Summary: A roundup of patent news involving Android and the US patent/copyright system, which facilitates ridiculous patents or lawsuits over APIs
THE moment that Nokia started suing Android vendors with patents we knew that it was just the beginning of Elop’s ugly strategy. Nokia now uses 45 patents against HTC and Viewsonic, which are responsible for many Android devices. Nokia is not going to sue Microsoft because it has been acting more as a proxy for Microsoft since signing a bizarre real that led to lawsuits against the management.

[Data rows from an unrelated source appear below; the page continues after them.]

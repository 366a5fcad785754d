//! Configuration management for vct-ingest
//!
//! Handles loading, saving, and validating configuration from TOML files.

mod defaults;

pub use defaults::*;

use crate::error::{Error, Result};
use crate::models::TargetKind;
use serde::{Deserialize, Serialize};
use std::path::{Path, PathBuf};
use std::time::Duration;
use tracing::{debug, info};

/// Environment variable overriding the database location
pub const DB_PATH_ENV: &str = "VCT_INGEST_DB";

/// Main configuration structure
#[derive(Debug, Clone, Serialize, Deserialize)]
pub struct Config {
    /// Scheduling and re-scrape cadence
    #[serde(default)]
    pub scheduler: SchedulerConfig,

    /// Page fetching
    #[serde(default)]
    pub fetch: FetchConfig,

    /// Identity resolution and merge policy
    #[serde(default)]
    pub normalize: NormalizeConfig,

    /// Configured sources
    #[serde(default = "default_sources")]
    pub sources: Vec<SourceConfig>,

    /// Paths configuration (internal, not user-editable)
    #[serde(skip)]
    pub paths: PathsConfig,
}

/// Scheduler configuration
#[derive(Debug, Clone, Serialize, Deserialize)]
pub struct SchedulerConfig {
    /// Maximum targets per batch
    #[serde(default = "default_batch_size")]
    pub batch_size: usize,

    /// Delay between batch emissions (milliseconds)
    #[serde(default = "default_tick_ms")]
    pub tick_ms: u64,

    /// Re-fetch interval for live matches
    #[serde(default = "default_live_refresh_secs")]
    pub live_refresh_secs: u64,

    /// Delay before the finalization re-fetch of a completed match
    #[serde(default = "default_finalize_after_secs")]
    pub finalize_after_secs: u64,

    /// Age after which finalized entities are re-checked
    #[serde(default = "default_stale_after_secs")]
    pub stale_after_secs: u64,

    /// Re-fetch interval for match listing pages
    #[serde(default = "default_listing_refresh_secs")]
    pub listing_refresh_secs: u64,

    /// Half-life of the age-based priority bonus (hours)
    #[serde(default = "default_decay_half_life_hours")]
    pub decay_half_life_hours: f64,
}

/// Fetch configuration
#[derive(Debug, Clone, Serialize, Deserialize)]
pub struct FetchConfig {
    /// Per-attempt timeout in seconds
    #[serde(default = "default_fetch_timeout")]
    pub timeout_secs: u64,

    /// Immediate retries for timeouts and navigation failures
    #[serde(default = "default_fetch_max_retries")]
    pub max_retries: u32,

    /// Pause between immediate retries (milliseconds)
    #[serde(default = "default_fetch_retry_delay_ms")]
    pub retry_delay_ms: u64,

    /// User agent string
    #[serde(default = "default_user_agent")]
    pub user_agent: String,

    /// Use the headless browser instead of plain HTTP
    #[serde(default = "default_js_rendering")]
    pub js_rendering: bool,

    /// Time to wait after navigation for dynamic content (milliseconds)
    #[serde(default = "default_render_wait_ms")]
    pub render_wait_ms: u64,

    /// Disable browser sandbox (required in some Docker/CI environments)
    #[serde(default)]
    pub js_no_sandbox: bool,
}

/// Normalizer configuration
#[derive(Debug, Clone, Serialize, Deserialize)]
pub struct NormalizeConfig {
    /// Sources in descending authority, used to merge conflicting candidates
    #[serde(default = "default_source_priority")]
    pub source_priority: Vec<String>,

    /// Retries before an unresolved record becomes an orphan
    #[serde(default = "default_max_unresolved_attempts")]
    pub max_unresolved_attempts: u32,

    /// Minimum seconds between two counted retries of one unresolved record
    #[serde(default = "default_unresolved_retry_interval_secs")]
    pub unresolved_retry_interval_secs: u64,
}

/// A configured external origin
#[derive(Debug, Clone, Serialize, Deserialize)]
pub struct SourceConfig {
    /// Stable source identifier (e.g. "vlr")
    pub id: String,

    /// Base URL substituted for `{base}` in the patterns
    pub base_url: String,

    /// URL patterns per target kind
    pub urls: UrlPatterns,

    #[serde(default = "default_rate_limit")]
    pub rate_limit: RateLimitPolicy,

    #[serde(default = "default_retry_backoff")]
    pub retry_backoff: BackoffPolicy,

    /// Alias table, relative to the config directory
    #[serde(default)]
    pub alias_table: Option<PathBuf>,

    /// Concurrent fetch workers
    #[serde(default = "default_source_concurrency")]
    pub concurrency: usize,
}

/// URL patterns with `{base}` and `{ref}` placeholders
#[derive(Debug, Clone, Serialize, Deserialize)]
pub struct UrlPatterns {
    pub match_list: String,
    pub match_page: String,
    pub team: String,
    pub player: String,
}

/// Token bucket admission: `requests` per `interval_secs`
#[derive(Debug, Clone, Copy, Serialize, Deserialize)]
pub struct RateLimitPolicy {
    pub requests: u32,
    pub interval_secs: u64,
}

/// Longest backoff or pause a source may be configured for (one week)
pub const MAX_BACKOFF_MS: u64 = 7 * 24 * 60 * 60 * 1000;

/// Exponential backoff applied per source after failures
#[derive(Debug, Clone, Copy, Serialize, Deserialize)]
pub struct BackoffPolicy {
    pub initial_ms: u64,
    pub multiplier: f64,
    pub max_ms: u64,
}

impl BackoffPolicy {
    pub fn initial(&self) -> Duration {
        Duration::from_millis(self.initial_ms)
    }

    pub fn max(&self) -> Duration {
        Duration::from_millis(self.max_ms)
    }

    /// Next delay after a failure, capped at the configured maximum
    pub fn next(&self, current: Option<Duration>) -> Duration {
        let next = match current {
            None => self.initial(),
            Some(d) => Duration::try_from_secs_f64(d.as_secs_f64() * self.multiplier.max(1.0))
                .unwrap_or_else(|_| self.max()),
        };
        next.min(self.max())
    }
}

impl SourceConfig {
    /// Build the page URL for a target
    pub fn url_for(&self, kind: TargetKind, external_ref: &str) -> String {
        let pattern = match kind {
            TargetKind::MatchList => &self.urls.match_list,
            TargetKind::Match => &self.urls.match_page,
            TargetKind::Team => &self.urls.team,
            TargetKind::Player => &self.urls.player,
        };
        pattern
            .replace("{base}", self.base_url.trim_end_matches('/'))
            .replace("{ref}", external_ref)
    }
}

/// Internal paths configuration
#[derive(Debug, Clone, Default)]
pub struct PathsConfig {
    /// Base directory for vct-ingest data
    pub base_dir: PathBuf,

    /// Path to config file
    pub config_file: PathBuf,

    /// Path to SQLite database
    pub db_file: PathBuf,

    /// Directory for raw page snapshots
    pub snapshot_dir: PathBuf,

    /// Scheduler status report written by `run`
    pub status_file: PathBuf,
}

impl PathsConfig {
    fn under(base: &Path, config_file: PathBuf) -> Self {
        let db_file = std::env::var(DB_PATH_ENV)
            .map(PathBuf::from)
            .unwrap_or_else(|_| base.join("vct_data.db"));
        Self {
            config_file,
            db_file,
            snapshot_dir: base.join("snapshots"),
            status_file: base.join("status.json"),
            base_dir: base.to_path_buf(),
        }
    }
}

impl Default for Config {
    fn default() -> Self {
        Self {
            scheduler: SchedulerConfig::default(),
            fetch: FetchConfig::default(),
            normalize: NormalizeConfig::default(),
            sources: default_sources(),
            paths: PathsConfig::default(),
        }
    }
}

impl Default for SchedulerConfig {
    fn default() -> Self {
        Self {
            batch_size: default_batch_size(),
            tick_ms: default_tick_ms(),
            live_refresh_secs: default_live_refresh_secs(),
            finalize_after_secs: default_finalize_after_secs(),
            stale_after_secs: default_stale_after_secs(),
            listing_refresh_secs: default_listing_refresh_secs(),
            decay_half_life_hours: default_decay_half_life_hours(),
        }
    }
}

impl Default for FetchConfig {
    fn default() -> Self {
        Self {
            timeout_secs: default_fetch_timeout(),
            max_retries: default_fetch_max_retries(),
            retry_delay_ms: default_fetch_retry_delay_ms(),
            user_agent: default_user_agent(),
            js_rendering: default_js_rendering(),
            render_wait_ms: default_render_wait_ms(),
            js_no_sandbox: false,
        }
    }
}

impl Default for NormalizeConfig {
    fn default() -> Self {
        Self {
            source_priority: default_source_priority(),
            max_unresolved_attempts: default_max_unresolved_attempts(),
            unresolved_retry_interval_secs: default_unresolved_retry_interval_secs(),
        }
    }
}

impl Config {
    /// Get the default base directory (~/.vct-ingest)
    pub fn default_base_dir() -> PathBuf {
        dirs::home_dir()
            .unwrap_or_else(|| PathBuf::from("."))
            .join(".vct-ingest")
    }

    /// Get the default config file path
    pub fn default_config_path() -> PathBuf {
        Self::default_base_dir().join("config.toml")
    }

    /// Initialize paths configuration
    pub fn init_paths(&mut self, base_dir: Option<PathBuf>) {
        let base = base_dir.unwrap_or_else(Self::default_base_dir);
        self.paths = PathsConfig::under(&base, base.join("config.toml"));
    }

    /// Load configuration from a specific file path
    pub fn load(config_path: &Path) -> Result<Self> {
        debug!("Loading config from {:?}", config_path);

        if !config_path.exists() {
            return Err(Error::Config(format!(
                "Config file not found: {}",
                config_path.display()
            )));
        }

        let content = std::fs::read_to_string(config_path)?;
        let mut config: Config = toml::from_str(&content)?;

        let base = config_path.parent().unwrap_or(Path::new(".")).to_path_buf();
        config.paths = PathsConfig::under(&base, config_path.to_path_buf());

        config.validate()?;
        Ok(config)
    }

    /// Save configuration to file
    pub fn save(&self) -> Result<()> {
        if let Some(parent) = self.paths.config_file.parent() {
            std::fs::create_dir_all(parent)?;
        }

        let content = toml::to_string_pretty(self)?;
        std::fs::write(&self.paths.config_file, content)?;
        info!("Saved config to {:?}", self.paths.config_file);
        Ok(())
    }

    /// Look up a source by id
    pub fn source(&self, id: &str) -> Result<&SourceConfig> {
        self.sources
            .iter()
            .find(|s| s.id == id)
            .ok_or_else(|| Error::UnknownSource(id.to_string()))
    }

    /// Resolve a source's alias table path against the config directory
    pub fn alias_table_path(&self, source: &SourceConfig) -> Option<PathBuf> {
        source.alias_table.as_ref().map(|p| {
            if p.is_absolute() {
                p.clone()
            } else {
                self.paths.base_dir.join(p)
            }
        })
    }

    /// Validate configuration
    pub fn validate(&self) -> Result<()> {
        if self.sources.is_empty() {
            return Err(Error::Config("at least one source is required".to_string()));
        }

        let mut seen = std::collections::HashSet::new();
        for source in &self.sources {
            if !seen.insert(source.id.as_str()) {
                return Err(Error::Config(format!("duplicate source id '{}'", source.id)));
            }
            url::Url::parse(&source.base_url)?;
            if source.rate_limit.requests == 0 || source.rate_limit.interval_secs == 0 {
                return Err(Error::Config(format!(
                    "sources.{}.rate_limit must be positive",
                    source.id
                )));
            }
            let multiplier = source.retry_backoff.multiplier;
            if !multiplier.is_finite() || multiplier < 1.0 {
                return Err(Error::Config(format!(
                    "sources.{}.retry_backoff.multiplier must be a finite number >= 1.0",
                    source.id
                )));
            }
            if source.retry_backoff.max_ms > MAX_BACKOFF_MS {
                return Err(Error::Config(format!(
                    "sources.{}.retry_backoff.max_ms must be <= {}",
                    source.id, MAX_BACKOFF_MS
                )));
            }
            if source.retry_backoff.initial_ms > source.retry_backoff.max_ms {
                return Err(Error::Config(format!(
                    "sources.{}.retry_backoff.initial_ms must be <= max_ms",
                    source.id
                )));
            }
            if source.concurrency == 0 {
                return Err(Error::Config(format!(
                    "sources.{}.concurrency must be at least 1",
                    source.id
                )));
            }
        }

        if self.scheduler.batch_size == 0 {
            return Err(Error::Config(
                "scheduler.batch_size must be at least 1".to_string(),
            ));
        }

        if self.scheduler.decay_half_life_hours <= 0.0 {
            return Err(Error::Config(
                "scheduler.decay_half_life_hours must be positive".to_string(),
            ));
        }

        if self.fetch.timeout_secs == 0 {
            return Err(Error::Config("fetch.timeout_secs must be positive".to_string()));
        }

        Ok(())
    }
}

“Nokia is not going to sue Microsoft because it has been acting more as a proxy for Microsoft since signing a bizarre real that led to lawsuits against the management.”Now that Oracle directly supplies Java updates for Apple platforms, it sure seems like Oracle has also been acting as a bit of a proxy for Apple with its anti-Android lawsuit. Oracle’s CEO considers Apple’s spiritual leader to be his “best friend” after all. Oracle has not quite been getting its way so far. “Google vs Oracle court case reached a milestone today as the jury gave its verdict,” claimed a recent article. “The verdict is clearly in favor of Google as in this phase Oracle gets nothing out of this expensive court case.”

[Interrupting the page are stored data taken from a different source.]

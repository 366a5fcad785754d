//! Extract command implementation
//!
//! Re-runs extraction over a stored snapshot or a local HTML file. Without
//! `--ingest` nothing is written, which makes this the tool for checking a
//! rule against a changed layout.

use crate::config::Config;
use crate::error::{Error, Result};
use crate::extract::RuleRegistry;
use crate::fetch::{build_browser, SnapshotWriter};
use crate::models::{CandidateRecord, RawPage, TargetKind};
use crate::pipeline::{PageReport, Pipeline};
use crate::store::Store;
use chrono::{DateTime, Utc};
use serde::Serialize;
use std::path::PathBuf;
use tracing::info;

/// Where the page comes from
#[derive(Debug, Clone)]
pub enum ExtractInput {
    Snapshot(String),
    File {
        path: PathBuf,
        source: String,
        url: String,
    },
}

#[derive(Debug, Clone)]
pub struct ExtractOptions {
    pub input: ExtractInput,
    pub kind: TargetKind,
    pub ingest: bool,
}

#[derive(Debug, Clone, Serialize)]
pub struct ExtractResult {
    pub rule: String,
    pub records: Vec<CandidateRecord>,
    /// Present when the records were ingested
    pub ingested: Option<PageReport>,
}

async fn load_page(config: &Config, store: &Store, input: &ExtractInput) -> Result<RawPage> {
    match input {
        ExtractInput::Snapshot(id) => {
            let snapshot = store
                .get_snapshot(id)
                .await?
                .ok_or_else(|| Error::Other(format!("Snapshot not found: {}", id)))?;
            let html = SnapshotWriter::new(config.paths.snapshot_dir.clone(), store.clone())
                .load(&snapshot)
                .await?;
            let fetched_at = DateTime::parse_from_rfc3339(&snapshot.fetched_at)
                .map(|d| d.with_timezone(&Utc))
                .map_err(|e| Error::Other(format!("Invalid snapshot timestamp: {}", e)))?;
            Ok(RawPage {
                source: snapshot.source,
                url: snapshot.url,
                html,
                fetched_at,
                snapshot_id: Some(snapshot.id),
            })
        }
        ExtractInput::File { path, source, url } => {
            config.source(source)?;
            let html = tokio::fs::read_to_string(path).await?;
            let fetched_at = tokio::fs::metadata(path)
                .await?
                .modified()
                .map(DateTime::<Utc>::from)
                .unwrap_or_else(|_| Utc::now());
            Ok(RawPage {
                source: source.clone(),
                url: url.clone(),
                html,
                fetched_at,
                snapshot_id: None,
            })
        }
    }
}

/// Extract records from a page, optionally ingesting them
pub async fn cmd_extract(config: &Config, store: Store, options: ExtractOptions) -> Result<ExtractResult> {
    let page = load_page(config, &store, &options.input).await?;
    info!("Extracting {} as {}", page.url, options.kind);

    let extraction = RuleRegistry::with_builtin_rules().extract(&page, options.kind)?;

    let ingested = if options.ingest {
        let pipeline = Pipeline::new(config.clone(), store, build_browser(&config.fetch)?)?;
        Some(pipeline.process_page(page, options.kind).await?)
    } else {
        None
    };

    Ok(ExtractResult {
        rule: extraction.rule,
        records: extraction.records,
        ingested,
    })
}

/// Print extraction results to console
pub fn print_extract_result(result: &ExtractResult) {
    println!("\n🔎 {} records via {}\n", result.records.len(), result.rule);

    for record in &result.records {
        let label = record
            .field_str("name")
            .or_else(|| record.field_str("map_name"))
            .or_else(|| record.field_str("event_name"))
            .unwrap_or("");
        println!("• {} {} {}", record.kind, record.external_ref, label);
        for (field, target) in &record.refs {
            println!("    {} → {} {}", field, target.kind, target.external_ref);
        }
    }

    if let Some(report) = &result.ingested {
        println!(
            "\nIngested: created {}, updated {}, unchanged {}, failed {}, unresolved {}",
            report.created, report.updated, report.unchanged, report.failed, report.unresolved
        );
    }
}

#[cfg(test)]
mod tests {
    use super::*;
    use crate::models::EntityKind;
    use tempfile::TempDir;

    const PLAYER: &str = include_str!("../extract/fixtures/vlr_player.html");

    async fn setup() -> (TempDir, Config, Store) {
        let tmp = TempDir::new().unwrap();
        let mut config = Config::default();
        config.init_paths(Some(tmp.path().to_path_buf()));
        let store = Store::new(&config.paths.db_file).await.unwrap();
        (tmp, config, store)
    }

    #[tokio::test]
    async fn test_extract_file_without_ingest() {
        let (tmp, config, store) = setup().await;
        let path = tmp.path().join("player.html");
        std::fs::write(&path, PLAYER).unwrap();

        let result = cmd_extract(
            &config,
            store.clone(),
            ExtractOptions {
                input: ExtractInput::File {
                    path,
                    source: "vlr".to_string(),
                    url: "https://www.vlr.gg/player/4004/zekken".to_string(),
                },
                kind: TargetKind::Player,
                ingest: false,
            },
        )
        .await
        .unwrap();

        assert_eq!(result.rule, "vlr/player@1");
        assert_eq!(result.records[0].kind, EntityKind::Player);
        assert!(result.ingested.is_none());
        assert_eq!(store.get_global_stats().await.unwrap().player_count, 0);
    }

    #[tokio::test]
    async fn test_extract_snapshot_with_ingest() {
        let (_tmp, config, store) = setup().await;
        let writer = SnapshotWriter::new(config.paths.snapshot_dir.clone(), store.clone());
        let snapshot = writer
            .persist("vlr", "https://www.vlr.gg/player/4004/zekken", Utc::now(), PLAYER)
            .await
            .unwrap();

        let result = cmd_extract(
            &config,
            store.clone(),
            ExtractOptions {
                input: ExtractInput::Snapshot(snapshot.id.clone()),
                kind: TargetKind::Player,
                ingest: true,
            },
        )
        .await
        .unwrap();

        let report = result.ingested.unwrap();
        assert_eq!(report.created, 1);
        assert_eq!(store.get_global_stats().await.unwrap().player_count, 1);
    }

    #[tokio::test]
    async fn test_unknown_snapshot() {
        let (_tmp, config, store) = setup().await;
        let err = cmd_extract(
            &config,
            store,
            ExtractOptions {
                input: ExtractInput::Snapshot("missing".to_string()),
                kind: TargetKind::Match,
                ingest: false,
            },
        )
        .await
        .unwrap_err();
        assert!(err.to_string().contains("missing"));
    }
}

The same source says that “Oracle has already lost the first round of its battle against Google’s Android as only 9 lines of code found to be infringing which amounts to $0 in damages.”
There is a lot of coverage in Groklaw (with a lot of comments), but it’s very much aimed at lawyers. CNET speaks of Google’s stance:
Google sums up: No ‘shred of evidence’ for patent claim
Google’s counsel followed up with its closing statements in phase two of its legal battle against Oracle at the U.S. District Court of Northern California on Tuesday morning.
CNET is also summing up Oracle’s arguments and it mentioned Europe's stance on copyright on APIs right here. CNET has a lot of coverage on this subject and it is actually not too bad. Ars Technica writes this piece about the stance of glorified lawyers (judges):
Top judge: ditching software patents a “bad solution”
For decades, the courts have struggled to decide what types of innovation are eligible for patent protection. For much of that time, the central institution in that debate has been the United States Court of Appeals for the Federal Circuit, the appeals court that has jurisdiction over patent cases.
The Federal Circuit has been strongly pro-patent since its inception in 1982. It was the court that opened the floodgates for software patents with a series of permissive decisions during the 1990s. And it was the court that gave the green light to patents on medical diagnostic techniques, only to be overruled by the Supreme Court in March.
Why is the Federal Circuit so enthusiastic about extending patent protection to new fields? The court’s current members are understandably circumspect, but retired judges can be more candid. So on Friday, Ars Technica traveled to Princeton University to hear a keynote address by retired Judge Paul Michel, as part of a conference on patent law. Michel served on the Federal Circuit form 1988 to 2010, and was its chief judge for the last six years of his tenure. His comments shed light on the motivations behind the dramatic changes in patent law over the last two decades.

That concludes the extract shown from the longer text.